I Choose You Sweat Sock Smell
Wednesday, December 8, 2010
I Choose You Sweat Sock Smell
I don’t get people. Really, truly, I don’t understand what it is that goes through their heads sometimes. In no way am I saying I’m perfect, trust me I AM NOT. I just like to think that I have some sense of tact and social accountability. Let me set the scene.
Location: The Infamous El Aye Fitness
Time: Who knows? I was working out
Situation: um who? Ha Ha I kill me.
So here I am at the gym getting my sweat on. I hate the gym. I hate working out. I hate sweating where people can see me. I used to like the gym, about 30 less pounds ago, but one cannot loose wait by Wii Fit alone so I go. I am reminded everyday why I hate going. It’s more than just the effort to get there. It’s the act of packing my stuff because I have to have a full shower before going home to sleep. It’s the actual drive to the gym. Its parking and walking into a locker room that still, no matter how nice and clean it looks, smells like feet. It’s the PEOPLE, oh sweet lord the people. I’m not a people person and I am definitely not a stupid people person. I can get past the people lifting in bad form. Maybe having a trainer spoiled me. Maybe taking some physiology and some strength training classes has inflated my ego a little. Sometimes I just want to snap a picture and caption it “epic fail” but I don’t. Mainly for fear that I am too large to get away in time. I can roll with it I guess. I can deal with people singing along with their IPODS. This is actually amusing because there is usually a line of IPOD singers on the treadmill (myself included) singing along and turning the cardio area into a scene from the “Sing Off” cast off try outs. Seriously people, we can’t sing.
But the number one cardinal infraction can be illustrated as such. I am on the stair-master having completed 30 minutes of cardio and 30 minutes of strength training before my cool down. I am lost in my world of gossip magazines and sweat when suddenly the air gets caught in my throat. WTH? I quickly scan my systems; lungs okay, muscles okay, heart rate steady, sweat production extensive. What would this be? I breathe in through my nose and it happens again. Stopped mid inhale and it won’t budge. I’m overcome with a sharp pain right between my eyes across the bridge of my nose. Seriously what is this? It takes a minute for it to register, its perfume. Ughhhhh. I immediately start gagging at the thought and the fact that I have now missed about five decent breaths of air. As I look around for the offender it hits me so hard I nearly fall of the treadmill. I can’t take it. It’s not just perfume its heavy floral scented that reminds me of my Kindergarten teachers. A smell once overpowering yet comforting is not downright nauseating. I understand the need to cover up the smell of ones sweat. That is what deodorant is for. Not perfume.

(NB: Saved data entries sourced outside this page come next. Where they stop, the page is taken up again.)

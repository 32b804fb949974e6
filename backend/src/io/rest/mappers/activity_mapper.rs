//! Response shaping for activities.

use crate::domain::models::Activity;
use shared::ActivitySummary;

pub struct ActivityMapper;

impl ActivityMapper {
    /// Activities never expand their signups or campers
    pub fn to_dto(domain: Activity) -> ActivitySummary {
        ActivitySummary {
            id: domain.id,
            name: domain.name,
            difficulty: domain.difficulty,
        }
    }

    pub fn to_list_dto(domain_activities: Vec<Activity>) -> Vec<ActivitySummary> {
        domain_activities.into_iter().map(Self::to_dto).collect()
    }
}
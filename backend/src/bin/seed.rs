//! Reset the database and fill it with a small fixed camp roster.

use anyhow::Result;
use camp_signup_backend::config::ServerConfig;
use camp_signup_backend::domain::models::{NewActivity, NewCamper, NewSignup};
use camp_signup_backend::storage::{ActivityRepository, CamperRepository, DbConnection, SignupRepository};
use tracing::info;
use tracing_subscriber::EnvFilter;

const CAMPERS: &[(&str, i64)] = &[
    ("Caitlin", 8),
    ("Lizzie", 9),
    ("Nicholas", 11),
    ("Ashley", 14),
    ("Jordan", 17),
];

const ACTIVITIES: &[(&str, i64)] = &[
    ("Archery", 2),
    ("Swimming", 3),
    ("Hiking by the stream", 4),
    ("Canoeing", 3),
    ("Arts and crafts", 1),
];

#[tokio::main]
async fn main() -> Result<()> {
    tracing_subscriber::fmt()
        .with_env_filter(EnvFilter::try_from_default_env().unwrap_or_else(|_| EnvFilter::new("info")))
        .init();

    let config = ServerConfig::from_env()?;
    let db = DbConnection::new(&config.database_url).await?;

    let campers = CamperRepository::new(db.clone());
    let activities = ActivityRepository::new(db.clone());
    let signups = SignupRepository::new(db);

    // Signups first: campers have no ON DELETE CASCADE
    info!("Clearing db...");
    signups.delete_all().await?;
    campers.delete_all().await?;
    activities.delete_all().await?;

    info!("Seeding campers...");
    let mut camper_ids = Vec::with_capacity(CAMPERS.len());
    for (name, age) in CAMPERS {
        let id = campers
            .store_camper(&NewCamper { name: name.to_string(), age: *age })
            .await?;
        camper_ids.push(id);
    }

    info!("Seeding activities...");
    let mut activity_ids = Vec::with_capacity(ACTIVITIES.len());
    for (name, difficulty) in ACTIVITIES {
        let id = activities
            .store_activity(&NewActivity { name: name.to_string(), difficulty: *difficulty })
            .await?;
        activity_ids.push(id);
    }

    info!("Adding signups...");
    let mut total = 0;
    for (i, camper_id) in camper_ids.iter().enumerate() {
        for offset in 0..2 {
            let activity_id = activity_ids[(i + offset) % activity_ids.len()];
            let time = 9 + (i as i64 * 2 + offset as i64 * 5) % 12;
            signups
                .store_signup(&NewSignup { time, camper_id: *camper_id, activity_id })
                .await?;
            total += 1;
        }
    }

    info!(
        "Done seeding: {} campers, {} activities, {} signups",
        camper_ids.len(),
        activity_ids.len(),
        total
    );
    Ok(())
}
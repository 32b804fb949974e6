//! # Storage Module
//!
//! SQLite persistence for campers, activities and signups.
//!
//! `DbConnection` owns the pool and creates the schema on startup. Each table
//! has a repository that speaks plain SQL through sqlx and returns domain models.

pub mod connection;
pub mod repositories;

pub use connection::DbConnection;
pub use repositories::{ActivityRepository, CamperRepository, SignupRepository};
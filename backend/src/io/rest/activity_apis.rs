//! # REST API for Activities
//!
//! `GET /activities` and `DELETE /activities/:id`.

use axum::{
    extract::{Path, State},
    http::StatusCode,
    response::{IntoResponse, Json, Response},
    routing::{delete, get},
    Router,
};
use tracing::info;

use super::mappers::activity_mapper::ActivityMapper;
use crate::AppState;

/// Create the activity API router
pub fn router() -> Router<AppState> {
    Router::new()
        .route("/activities", get(list_activities))
        .route("/activities/:id", delete(delete_activity))
}

/// List all activities
pub async fn list_activities(State(state): State<AppState>) -> Response {
    info!("GET /activities");

    match state.activity_service.list_activities().await {
        Ok(activities) => (StatusCode::OK, Json(ActivityMapper::to_list_dto(activities))).into_response(),
        Err(e) => e.into_response(),
    }
}

/// Delete an activity and its signups
pub async fn delete_activity(State(state): State<AppState>, Path(activity_id): Path<i64>) -> Response {
    info!("DELETE /activities/{}", activity_id);

    match state.activity_service.delete_activity(activity_id).await {
        Ok(()) => StatusCode::NO_CONTENT.into_response(),
        Err(e) => e.into_response(),
    }
}

#[cfg(test)]
mod tests {
    use super::*;
    use crate::io::rest::test_utils::{seed_activity, send, setup_test_state};
    use axum::http::Method;
    use serde_json::{json, Value};

    #[tokio::test]
    async fn test_list_activities() {
        let (state, db) = setup_test_state().await;
        let archery = seed_activity(&db, "Archery", 2).await;
        let hiking = seed_activity(&db, "Hiking", 4).await;
        let app = router().with_state(state);

        let (status, body) = send(&app, Method::GET, "/activities", None).await;

        assert_eq!(status, StatusCode::OK);
        assert_eq!(
            body,
            json!([
                { "id": archery, "name": "Archery", "difficulty": 2 },
                { "id": hiking, "name": "Hiking", "difficulty": 4 },
            ])
        );
    }

    #[tokio::test]
    async fn test_delete_activity_then_list_excludes_it() {
        let (state, db) = setup_test_state().await;
        let archery = seed_activity(&db, "Archery", 2).await;
        let hiking = seed_activity(&db, "Hiking", 4).await;
        let app = router().with_state(state);

        let (status, body) = send(&app, Method::DELETE, &format!("/activities/{}", archery), None).await;
        assert_eq!(status, StatusCode::NO_CONTENT);
        assert_eq!(body, Value::Null);

        let (_, list) = send(&app, Method::GET, "/activities", None).await;
        assert_eq!(list, json!([{ "id": hiking, "name": "Hiking", "difficulty": 4 }]));
    }

    #[tokio::test]
    async fn test_delete_missing_activity() {
        let (state, _db) = setup_test_state().await;
        let app = router().with_state(state);

        let (status, body) = send(&app, Method::DELETE, "/activities/999", None).await;

        assert_eq!(status, StatusCode::NOT_FOUND);
        assert_eq!(body, json!({ "error": "Activity not found" }));
    }
}
//! # Camp Signup Backend
//!
//! REST backend for a summer-camp signup system: campers, activities and the
//! signups joining them, stored in SQLite.
//!
//! ```text
//! IO Layer (axum handlers, mappers)
//!     ↓
//! Domain Layer (validation, services)
//!     ↓
//! Storage Layer (sqlx repositories)
//! ```

pub mod config;
pub mod domain;
pub mod io;
pub mod storage;

use anyhow::Result;
use axum::{
    http::Method,
    routing::get,
    Router,
};
use tower_http::cors::{Any, CorsLayer};
use tower_http::trace::TraceLayer;
use tracing::info;

use crate::config::ServerConfig;
use crate::domain::{ActivityService, CamperService, SignupService};
use crate::io::rest::{activity_apis, camper_apis, signup_apis};
use crate::storage::DbConnection;

/// Main application state that holds all services
#[derive(Clone)]
pub struct AppState {
    pub camper_service: CamperService,
    pub activity_service: ActivityService,
    pub signup_service: SignupService,
}

impl AppState {
    pub fn new(db: DbConnection) -> Self {
        Self {
            camper_service: CamperService::new(db.clone()),
            activity_service: ActivityService::new(db.clone()),
            signup_service: SignupService::new(db),
        }
    }
}

/// Connect to the configured database and build the services on it
pub async fn initialize_backend(config: &ServerConfig) -> Result<AppState> {
    info!("Setting up database at {}", config.database_url);
    let db = DbConnection::new(&config.database_url).await?;

    info!("Setting up application state");
    Ok(AppState::new(db))
}

/// Create the Axum router with all routes configured
pub fn create_router(app_state: AppState, config: &ServerConfig) -> Router {
    let cors = CorsLayer::new()
        .allow_methods([Method::GET, Method::POST, Method::PATCH, Method::DELETE])
        .allow_headers(Any);
    let cors = match &config.cors_origin {
        Some(origin) => cors.allow_origin(origin.clone()),
        None => cors.allow_origin(Any),
    };

    Router::new()
        .route("/", get(home))
        .merge(camper_apis::router())
        .merge(activity_apis::router())
        .merge(signup_apis::router())
        .layer(TraceLayer::new_for_http())
        .layer(cors)
        .with_state(app_state)
}

/// Health-check placeholder: 200 with an empty body
async fn home() -> &'static str {
    ""
}
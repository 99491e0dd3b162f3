//! Table configuration.

use crate::access::row::ROWS_PER_PAGE;
use crate::storage::page::TABLE_MAX_PAGES;

/// Limits applied when opening a [`Table`](crate::access::Table).
#[derive(Debug, Clone, Copy, PartialEq, Eq)]
pub struct TableConfig {
    /// Hard limit on addressable pages; bounds the table at
    /// `max_pages * ROWS_PER_PAGE` rows.
    pub max_pages: usize,

    /// Pages kept in memory at once. Below `max_pages` the least recently
    /// used page is written out and dropped to make room.
    pub cache_pages: usize,
}

impl Default for TableConfig {
    fn default() -> Self {
        Self {
            max_pages: TABLE_MAX_PAGES,
            cache_pages: TABLE_MAX_PAGES,
        }
    }
}

impl TableConfig {
    pub fn with_max_pages(mut self, max_pages: usize) -> Self {
        self.max_pages = max_pages.max(1);
        self.cache_pages = self.cache_pages.min(self.max_pages);
        self
    }

    pub fn with_cache_pages(mut self, cache_pages: usize) -> Self {
        self.cache_pages = cache_pages.clamp(1, self.max_pages);
        self
    }

    pub fn max_rows(&self) -> usize {
        self.max_pages * ROWS_PER_PAGE
    }
}
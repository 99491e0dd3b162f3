//! Storage layer error types.

use crate::storage::page::PageId;
use thiserror::Error;

/// Errors that can occur in the storage layer.
///
/// Only [`StorageError::TableFull`] is recoverable: the caller reports it and
/// keeps using the table. Everything else means the table can no longer be
/// trusted and the caller should close down.
#[derive(Error, Debug)]
pub enum StorageError {
    #[error("Table full: cannot hold more than {max_rows} rows")]
    TableFull { max_rows: usize },

    #[error("Tried to fetch page number out of bounds: {page_id} >= {max_pages}")]
    PageOutOfBounds { page_id: PageId, max_pages: usize },

    #[error("Tried to flush page {0} which is not resident")]
    PageNotResident(PageId),

    #[error("IO error: {0}")]
    Io(#[from] std::io::Error),
}

impl StorageError {
    pub fn is_recoverable(&self) -> bool {
        matches!(self, StorageError::TableFull { .. })
    }
}

/// Result type for storage operations.
pub type StorageResult<T> = Result<T, StorageError>;

#[cfg(test)]
mod tests {
    use super::*;

    #[test]
    fn test_error_tiers() {
        assert!(StorageError::TableFull { max_rows: 10 }.is_recoverable());
        assert!(!StorageError::PageNotResident(PageId(3)).is_recoverable());
        assert!(!StorageError::PageOutOfBounds {
            page_id: PageId(100),
            max_pages: 100
        }
        .is_recoverable());
        let io = std::io::Error::new(std::io::ErrorKind::Other, "disk gone");
        assert!(!StorageError::from(io).is_recoverable());
    }

    #[test]
    fn test_error_messages() {
        let err = StorageError::PageOutOfBounds {
            page_id: PageId(101),
            max_pages: 100,
        };
        assert_eq!(
            err.to_string(),
            "Tried to fetch page number out of bounds: 101 >= 100"
        );
        assert_eq!(
            StorageError::PageNotResident(PageId(2)).to_string(),
            "Tried to flush page 2 which is not resident"
        );
    }
}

The culprit? An older woman using the treadmill two machines over from me. For a minute I felt remorseful for wishing ill upon my others. That was instantly forgotten when I did get so light headed that I seriously tripped on the stairs.
LADIES, don’t wear perfume to the gym. Really. I’d rather smell body odor work out stink then be overcome with ew de floral shop. Some of us are sensitive to smells. Especially when huffing and puffing on the stair stepper while completely out of shape. I’ve had times where I’m tempting to spritz some spray on out of fear of my rankness but I remember how much more intense floral perfume is when paired with the smell of sweat socks. So please do us all a favor, don’t do it. And God have mercy on your soul if you are wearing perfume and have bad form on the Lat Pull Downs because then, I will have to say something.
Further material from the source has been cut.